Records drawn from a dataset
use std::error::Error;
use std::io::Write;
use std::time::{Duration, Instant};
use termcolor::{Color, ColorChoice, ColorSpec, StandardStream, WriteColor};

pub mod verbs {
    pub const LOADED: &str = "Loaded";
    pub const USING: &str = "Using";
    pub const LOGGING: &str = "Logging";
    pub const DONE: &str = "Done";
    pub const FAILED: &str = "Failed";
}

/// Status lines and a done/total counter, printed to stderr
#[derive(Debug)]
pub struct Progress {
    out: StandardStream,
    pub done_count: usize,
    pub total_count: usize,
    last_update: Instant,
    quiet: bool,
}

impl Progress {
    pub fn new(quiet: bool) -> Self {
        Self {
            out: StandardStream::stderr(ColorChoice::Auto),
            done_count: 0,
            total_count: 0,
            last_update: Instant::now(),
            quiet,
        }
    }

    pub fn is_done(&self) -> bool {
        self.done_count >= self.total_count
    }

    pub fn add_total(&mut self, count: usize) {
        self.total_count += count;
    }

    pub fn add_done(&mut self, count: usize) -> Result<(), Box<dyn Error>> {
        self.done_count += count;
        if self.quiet {
            return Ok(());
        }
        if self.last_update.elapsed() > Duration::from_millis(100) {
            self.update_progress()?;
        }
        Ok(())
    }

    fn update_progress(&mut self) -> Result<(), Box<dyn Error>> {
        self.out
            .set_color(ColorSpec::new().set_bold(true).set_fg(Some(Color::Yellow)))?;
        write!(self.out, "{:>12}", verbs::LOGGING)?;
        self.out.reset()?;
        write!(self.out, " {}/{}\r", self.done_count, self.total_count)?;
        self.last_update = Instant::now();
        Ok(())
    }

    pub fn print_status(
        &mut self,
        status: &str,
        message: &str,
        color: Color,
    ) -> Result<(), Box<dyn Error>> {
        if self.quiet {
            return Ok(());
        }
        self.out.reset()?;
        self.out
            .set_color(ColorSpec::new().set_bold(true).set_fg(Some(color)))?;
        write!(self.out, "{:>12}", status)?;
        self.out.reset()?;
        // clear whatever the counter left on the line
        writeln!(self.out, " {}{esc}[0K", message, esc = 27 as char)?;
        Ok(())
    }
}
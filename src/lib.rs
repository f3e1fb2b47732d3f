//! # zupply
//! A bundle of small utilities built around a multi-sink logging framework.
//!
//! - [`log`](mod@crate::log): named loggers writing to console, file, rotating file and
//!   stream sinks, configurable from an INI-style file
//! - [`cfg`]: the INI-style config parser
//! - [`sync`]: a spin reader-writer lock and concurrent maps built on it
//! - [`fmt`], [`fs`], [`time`]: string, file and date-time helpers
//!
//! Every fallible function returns [`error::Result`].

pub mod cfg;
pub mod error;
pub mod fmt;
pub mod fs;
pub mod log;
pub mod sync;
pub mod time;
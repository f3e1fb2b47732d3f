use std::fmt::Display;

/// Replace every `{}` in `fmt` with the next argument, left to right.
///
/// Placeholders without a matching argument are kept as `{}`, arguments
/// without a placeholder are ignored.
pub fn format_string(fmt: &str, args: &[&dyn Display]) -> String {
    let mut out = String::with_capacity(fmt.len() + args.len() * 8);
    let mut args = args.iter();
    let mut rest = fmt;
    while let Some(i) = rest.find("{}") {
        out.push_str(&rest[..i]);
        match args.next() {
            Some(arg) => out.push_str(&arg.to_string()),
            None => out.push_str("{}"),
        }
        rest = &rest[i + 2..];
    }
    out.push_str(rest);
    out
}

/// Substitute `{lead}{name}` placeholders in a single pass.
///
/// `table` maps placeholder names (without the lead character) to their
/// values. When several names match at one position the longest wins.
/// Doubling the lead character in front of a known placeholder escapes it:
/// with `lead = '%'`, `%%msg` renders as the literal `%msg`. Substituted
/// values are never scanned again.
pub fn substitute_placeholders(template: &str, lead: char, table: &[(&str, &str)]) -> String {
    let mut out = String::with_capacity(template.len() * 2);
    let mut rest = template;
    while let Some(i) = rest.find(lead) {
        out.push_str(&rest[..i]);
        let after = &rest[i + lead.len_utf8()..];
        if let Some(after_escape) = after.strip_prefix(lead) {
            if let Some((name, _)) = longest_match(after_escape, table) {
                out.push(lead);
                out.push_str(name);
                rest = &after_escape[name.len()..];
                continue;
            }
        }
        match longest_match(after, table) {
            Some((name, value)) => {
                out.push_str(value);
                rest = &after[name.len()..];
            }
            None => {
                out.push(lead);
                rest = after;
            }
        }
    }
    out.push_str(rest);
    out
}

fn longest_match<'a>(s: &str, table: &[(&'a str, &'a str)]) -> Option<(&'a str, &'a str)> {
    table
        .iter()
        .filter(|(name, _)| !name.is_empty() && s.starts_with(name))
        .max_by_key(|(name, _)| name.len())
        .copied()
}

/// Split on any of the characters in `delims`, trimming tokens and
/// dropping empty ones.
pub fn split(s: &str, delims: &str) -> Vec<String> {
    s.split(|c: char| delims.contains(c))
        .map(str::trim)
        .filter(|t| !t.is_empty())
        .map(str::to_string)
        .collect()
}

/// Separators accepted between the items of a list value
pub const LIST_SEPARATORS: &str = " \t\r\n,|;";

/// Split a list value: tokens separated by whitespace, `,`, `|` or `;`
pub fn split_list(s: &str) -> Vec<String> {
    split(s, LIST_SEPARATORS)
}

/// Strip one pair of matching single or double quotes around `s`.
pub fn unquote(s: &str) -> &str {
    let bytes = s.as_bytes();
    if bytes.len() >= 2 {
        let (first, last) = (bytes[0], bytes[bytes.len() - 1]);
        if first == last && (first == b'"' || first == b'\'') {
            return &s[1..s.len() - 1];
        }
    }
    s
}

/// Parse common spellings of a boolean, case-insensitive.
pub fn parse_bool(s: &str) -> Option<bool> {
    match s.trim().to_ascii_lowercase().as_str() {
        "true" | "yes" | "on" | "1" => Some(true),
        "false" | "no" | "off" | "0" => Some(false),
        _ => None,
    }
}

pub trait ReplaceLineEnding {
    /// Rewrite every line break to `line_ending`.
    ///
    /// A trailing line ending is kept if present, or added if
    /// `force_trailing_newline` is set.
    fn replace_line_ending(&self, line_ending: &str, force_trailing_newline: bool) -> String;
}

impl ReplaceLineEnding for str {
    fn replace_line_ending(&self, line_ending: &str, force_trailing_newline: bool) -> String {
        let has_trailing_newline = force_trailing_newline || self.ends_with('\n');
        let mut result = String::with_capacity(self.len() + line_ending.len());
        let mut lines = self.lines().peekable();
        while let Some(line) = lines.next() {
            result.push_str(line);
            if lines.peek().is_some() {
                result.push_str(line_ending);
            }
        }
        if has_trailing_newline {
            result.push_str(line_ending);
        }
        result
    }
}
//! The few path operations the file sinks need

use crate::error::{Error, Result};
use error_stack::{IntoReport, Report, ResultExt};
use std::ffi::OsString;
use std::fs;
use std::path::{Component, Path, PathBuf};

/// Make `p` absolute by joining it to the current directory, then drop
/// `.` segments and resolve `..` segments lexically.
///
/// The path does not need to exist and symlinks are not followed, see
/// [`canonical_path`] for that.
pub fn absolute_path<P>(p: &P) -> Result<PathBuf>
where
    P: AsRef<Path>,
{
    let p = p.as_ref();
    if p.is_absolute() {
        return Ok(normalize(p));
    }
    let cwd = std::env::current_dir()
        .into_report()
        .change_context_lazy(|| Error::io("cannot resolve current directory"))
        .attach_printable_lazy(|| format!("while resolving `{}`", p.display()))?;
    Ok(normalize(&cwd.join(p)))
}

/// Absolute path of `p` with its deepest existing ancestor canonicalized.
///
/// Two spellings of the same file give the same result as long as they
/// agree on the part that does not exist yet.
pub fn canonical_path<P>(p: &P) -> Result<PathBuf>
where
    P: AsRef<Path>,
{
    let mut existing = absolute_path(p)?;
    let mut missing = vec![];
    while !existing.exists() {
        match existing.file_name() {
            Some(name) => missing.push(name.to_os_string()),
            None => break,
        }
        existing.pop();
    }
    let mut canonical = fs::canonicalize(&existing)
        .into_report()
        .change_context_lazy(|| Error::io("cannot canonicalize path"))
        .attach_printable_lazy(|| format!("`{}`", existing.display()))?;
    canonical.extend(missing.iter().rev());
    Ok(canonical)
}

fn normalize(p: &Path) -> PathBuf {
    let mut out = PathBuf::new();
    for component in p.components() {
        match component {
            Component::CurDir => {}
            Component::ParentDir => {
                // `..` at the root stays at the root
                out.pop();
            }
            other => out.push(other.as_os_str()),
        }
    }
    out
}

/// Insert `suffix` between the file stem and the extension.
///
/// `logs/app.log` with `_1` becomes `logs/app_1.log`, `logs/app` becomes
/// `logs/app_1`.
pub fn append_basename<P>(p: &P, suffix: &str) -> PathBuf
where
    P: AsRef<Path>,
{
    let p = p.as_ref();
    let mut name = match p.file_stem() {
        Some(stem) => stem.to_os_string(),
        None => OsString::new(),
    };
    name.push(suffix);
    if let Some(ext) = p.extension() {
        name.push(".");
        name.push(ext);
    }
    p.with_file_name(name)
}

/// Create the parent directory of `p` (recursively) if it is missing
pub fn ensure_parent_dir<P>(p: &P) -> Result<()>
where
    P: AsRef<Path>,
{
    let p = p.as_ref();
    match p.parent() {
        Some(parent) if !parent.as_os_str().is_empty() && !parent.exists() => {
            fs::create_dir_all(parent)
                .into_report()
                .change_context_lazy(|| Error::io("cannot create directory"))
                .attach_printable_lazy(|| format!("`{}`", parent.display()))
        }
        _ => Ok(()),
    }
}

/// Rename `from` to `to`, refusing to overwrite an existing file
pub fn rename_file<P, Q>(from: &P, to: &Q) -> Result<()>
where
    P: AsRef<Path>,
    Q: AsRef<Path>,
{
    let (from, to) = (from.as_ref(), to.as_ref());
    if to.exists() {
        return Err(Report::new(Error::io("rename target exists"))
            .attach_printable(format!("`{}`", to.display())));
    }
    fs::rename(from, to)
        .into_report()
        .change_context_lazy(|| Error::io("cannot rename file"))
        .attach_printable_lazy(|| format!("`{}` -> `{}`", from.display(), to.display()))
}
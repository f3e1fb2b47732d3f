//! Containers guarded by a mutex

use super::ConcurrentMap;
use parking_lot::Mutex;
use std::collections::HashMap;
use std::hash::Hash;

/// Map where every operation is serialized by one mutex
#[derive(Debug, Default)]
pub struct UnorderedMap<K, V> {
    map: Mutex<HashMap<K, V>>,
}

impl<K, V> UnorderedMap<K, V> {
    pub fn new() -> Self {
        Self {
            map: Mutex::new(HashMap::new()),
        }
    }
}

impl<K, V> ConcurrentMap<K, V> for UnorderedMap<K, V>
where
    K: Eq + Hash + Clone + Send,
    V: Clone + Send,
{
    fn contains(&self, key: &K) -> bool {
        self.map.lock().contains_key(key)
    }

    fn get(&self, key: &K) -> Option<V> {
        self.map.lock().get(key).cloned()
    }

    fn snapshot(&self) -> HashMap<K, V> {
        self.map.lock().clone()
    }

    fn insert(&self, key: K, value: V) -> bool {
        let mut map = self.map.lock();
        if map.contains_key(&key) {
            return false;
        }
        map.insert(key, value);
        true
    }

    fn replace(&self, key: K, value: V) {
        self.map.lock().insert(key, value);
    }

    fn erase(&self, key: &K) -> bool {
        self.map.lock().remove(key).is_some()
    }

    fn clear(&self) {
        self.map.lock().clear();
    }

    fn len(&self) -> usize {
        self.map.lock().len()
    }
}

/// A value copied in and out under a mutex.
///
/// Meant for small settings that are read far more often than written and
/// must never be observed half-updated.
#[derive(Debug, Default)]
pub struct Container<T> {
    value: Mutex<T>,
}

impl<T: Clone> Container<T> {
    pub fn new(value: T) -> Self {
        Self {
            value: Mutex::new(value),
        }
    }

    /// Copy of the current value
    pub fn get(&self) -> T {
        self.value.lock().clone()
    }

    pub fn set(&self, value: T) {
        *self.value.lock() = value;
    }

    /// Modify the value in place under the lock
    pub fn update<F>(&self, f: F)
    where
        F: FnOnce(&mut T),
    {
        f(&mut self.value.lock());
    }
}

#[cfg(test)]
mod ut {
    use super::*;

    #[test]
    fn test_container() {
        let c = Container::new(vec!["stdout".to_string()]);
        c.update(|v| v.push("stderr".to_string()));
        assert_eq!(vec!["stdout", "stderr"], c.get());
        c.set(vec![]);
        assert!(c.get().is_empty());
    }
}
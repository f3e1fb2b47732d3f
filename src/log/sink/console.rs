use super::{Sink, SinkCore, SinkKind};
use crate::error::{Error, Result};
use error_stack::{IntoReport, ResultExt};
use std::io::{self, Write};

/// Default mask of [`StdoutSink`]: `TRACE DEBUG INFO`
pub const STDOUT_LEVEL_MASK: i32 = 0x07;
/// Default mask of [`StderrSink`]: `WARN ERROR FATAL`
pub const STDERR_LEVEL_MASK: i32 = 0x38;

/// Sink writing to the process standard output.
///
/// One instance is owned by each [`LogContext`](crate::log::LogContext).
/// Its default mask is disjoint from [`StderrSink`]'s, so a logger with both
/// attached prints each message once.
#[derive(Debug)]
pub struct StdoutSink {
    core: SinkCore,
}

impl StdoutSink {
    pub const NAME: &'static str = "stdout";

    pub fn new() -> Self {
        Self {
            core: SinkCore::with_mask(STDOUT_LEVEL_MASK),
        }
    }
}

impl Default for StdoutSink {
    fn default() -> Self {
        Self::new()
    }
}

impl Sink for StdoutSink {
    fn name(&self) -> String {
        Self::NAME.to_string()
    }

    fn kind(&self) -> SinkKind {
        SinkKind::Stdout
    }

    fn core(&self) -> &SinkCore {
        &self.core
    }

    fn sink_it(&self, line: &str) -> Result<()> {
        io::stdout()
            .lock()
            .write_all(line.as_bytes())
            .into_report()
            .change_context_lazy(|| Error::io("cannot write to stdout"))
    }

    fn flush(&self) -> Result<()> {
        io::stdout()
            .flush()
            .into_report()
            .change_context_lazy(|| Error::io("cannot flush stdout"))
    }
}

/// Sink writing to the process standard error, see [`StdoutSink`]
#[derive(Debug)]
pub struct StderrSink {
    core: SinkCore,
}

impl StderrSink {
    pub const NAME: &'static str = "stderr";

    pub fn new() -> Self {
        Self {
            core: SinkCore::with_mask(STDERR_LEVEL_MASK),
        }
    }
}

impl Default for StderrSink {
    fn default() -> Self {
        Self::new()
    }
}

impl Sink for StderrSink {
    fn name(&self) -> String {
        Self::NAME.to_string()
    }

    fn kind(&self) -> SinkKind {
        SinkKind::Stderr
    }

    fn core(&self) -> &SinkCore {
        &self.core
    }

    fn sink_it(&self, line: &str) -> Result<()> {
        let mut err = io::stderr().lock();
        err.write_all(line.as_bytes())
            .and_then(|_| err.flush())
            .into_report()
            .change_context_lazy(|| Error::io("cannot write to stderr"))
    }

    fn flush(&self) -> Result<()> {
        io::stderr()
            .flush()
            .into_report()
            .change_context_lazy(|| Error::io("cannot flush stderr"))
    }
}

#[cfg(test)]
mod ut {
    use super::*;
    use crate::log::{level_should_log, LogLevel};

    #[test]
    fn test_default_masks_disjoint() {
        for level in LogLevel::ALL {
            assert_ne!(
                level_should_log(STDOUT_LEVEL_MASK, level),
                level_should_log(STDERR_LEVEL_MASK, level),
                "{level}"
            );
        }
        assert!(level_should_log(StdoutSink::new().level_mask(), LogLevel::Info));
        assert!(level_should_log(StderrSink::new().level_mask(), LogLevel::Fatal));
    }
}
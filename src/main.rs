use clap::Parser;
use std::path::PathBuf;
use std::process::ExitCode;
use std::sync::{mpsc, Arc};
use termcolor::Color;
use threadpool::Builder;
use zupply::error::Error;
use zupply::log::{LogContext, LogLevel, Logger};

mod progress;
use progress::{verbs, Progress};

/// Log messages through a configured zupply logger
#[derive(Parser, Debug)]
#[command(author, version, about)]
struct Cli {
    /// Logging config file to load first
    #[arg(short, long)]
    config: Option<PathBuf>,

    /// Name of the logger to log through
    #[arg(short, long, default_value = "zupply-cli")]
    logger: String,

    /// Level of the messages (trace, debug, info, warn, error, fatal)
    #[arg(long, default_value = "info")]
    level: String,

    /// How many times to log every message
    #[arg(long, default_value_t = 1)]
    repeat: usize,

    /// Number of worker threads logging at the same time
    #[arg(long, default_value_t = 1)]
    threads: usize,

    /// Print the loggers and sinks after configuring
    #[arg(long)]
    dump: bool,

    /// Show diagnostics of the library itself
    #[arg(short, long)]
    verbose: bool,

    /// No status output
    #[arg(short, long, conflicts_with = "verbose")]
    quiet: bool,

    /// Messages to log
    #[arg(required = true)]
    messages: Vec<String>,
}

fn main() -> ExitCode {
    let cli = Cli::parse();
    if cli.verbose {
        env_logger::Builder::new()
            .filter_level(log::LevelFilter::Debug)
            .init();
    }
    let mut progress = Progress::new(cli.quiet);
    match run(&cli, &mut progress) {
        Ok(()) => ExitCode::SUCCESS,
        Err(e) => {
            let _ = progress.print_status(verbs::FAILED, &e.current_context().to_string(), Color::Red);
            if cli.verbose {
                eprintln!("{e:?}");
            }
            ExitCode::FAILURE
        }
    }
}

fn run(cli: &Cli, progress: &mut Progress) -> error_stack::Result<(), Error> {
    let level = cli.level.parse::<LogLevel>()?;
    let context = LogContext::global();
    if let Some(config) = &cli.config {
        context.config_from_file(config)?;
        let _ = progress.print_status(verbs::LOADED, &config.display().to_string(), Color::Green);
    }
    let logger = context.get_logger(&cli.logger)?;
    if cli.dump {
        eprint!("{}", context.dump());
    }
    let threads = cli.threads.max(1);
    let _ = progress.print_status(
        verbs::USING,
        &format!("logger `{}` with {} thread(s)", logger.name(), threads),
        Color::Yellow,
    );

    let messages = Arc::new(cli.messages.clone());
    let threadpool = Builder::new().num_threads(threads).build();
    let (send, recv) = mpsc::channel();
    for _ in 0..cli.repeat {
        let logger = Arc::clone(&logger);
        let messages = Arc::clone(&messages);
        let send = send.clone();
        progress.add_total(1);
        threadpool.execute(move || {
            log_all(&logger, level, &messages);
            let _ = send.send(());
        });
    }
    drop(send);

    while !progress.is_done() {
        if recv.recv().is_err() {
            break;
        }
        let _ = progress.add_done(1);
    }
    threadpool.join();
    context.flush()?;

    let _ = progress.print_status(
        verbs::DONE,
        &format!("{} message(s)", cli.repeat * cli.messages.len()),
        Color::Green,
    );
    Ok(())
}

fn log_all(logger: &Logger, level: LogLevel, messages: &[String]) {
    for message in messages {
        logger.log_if_enabled(level).write(message);
    }
}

What the exercise asks ::
Report each line above containing the string "loggers".

Result of this exercise ::
//! - [`log`](mod@crate::log): named loggers writing to console, file, rotating file and
    /// Print the loggers and sinks after configuring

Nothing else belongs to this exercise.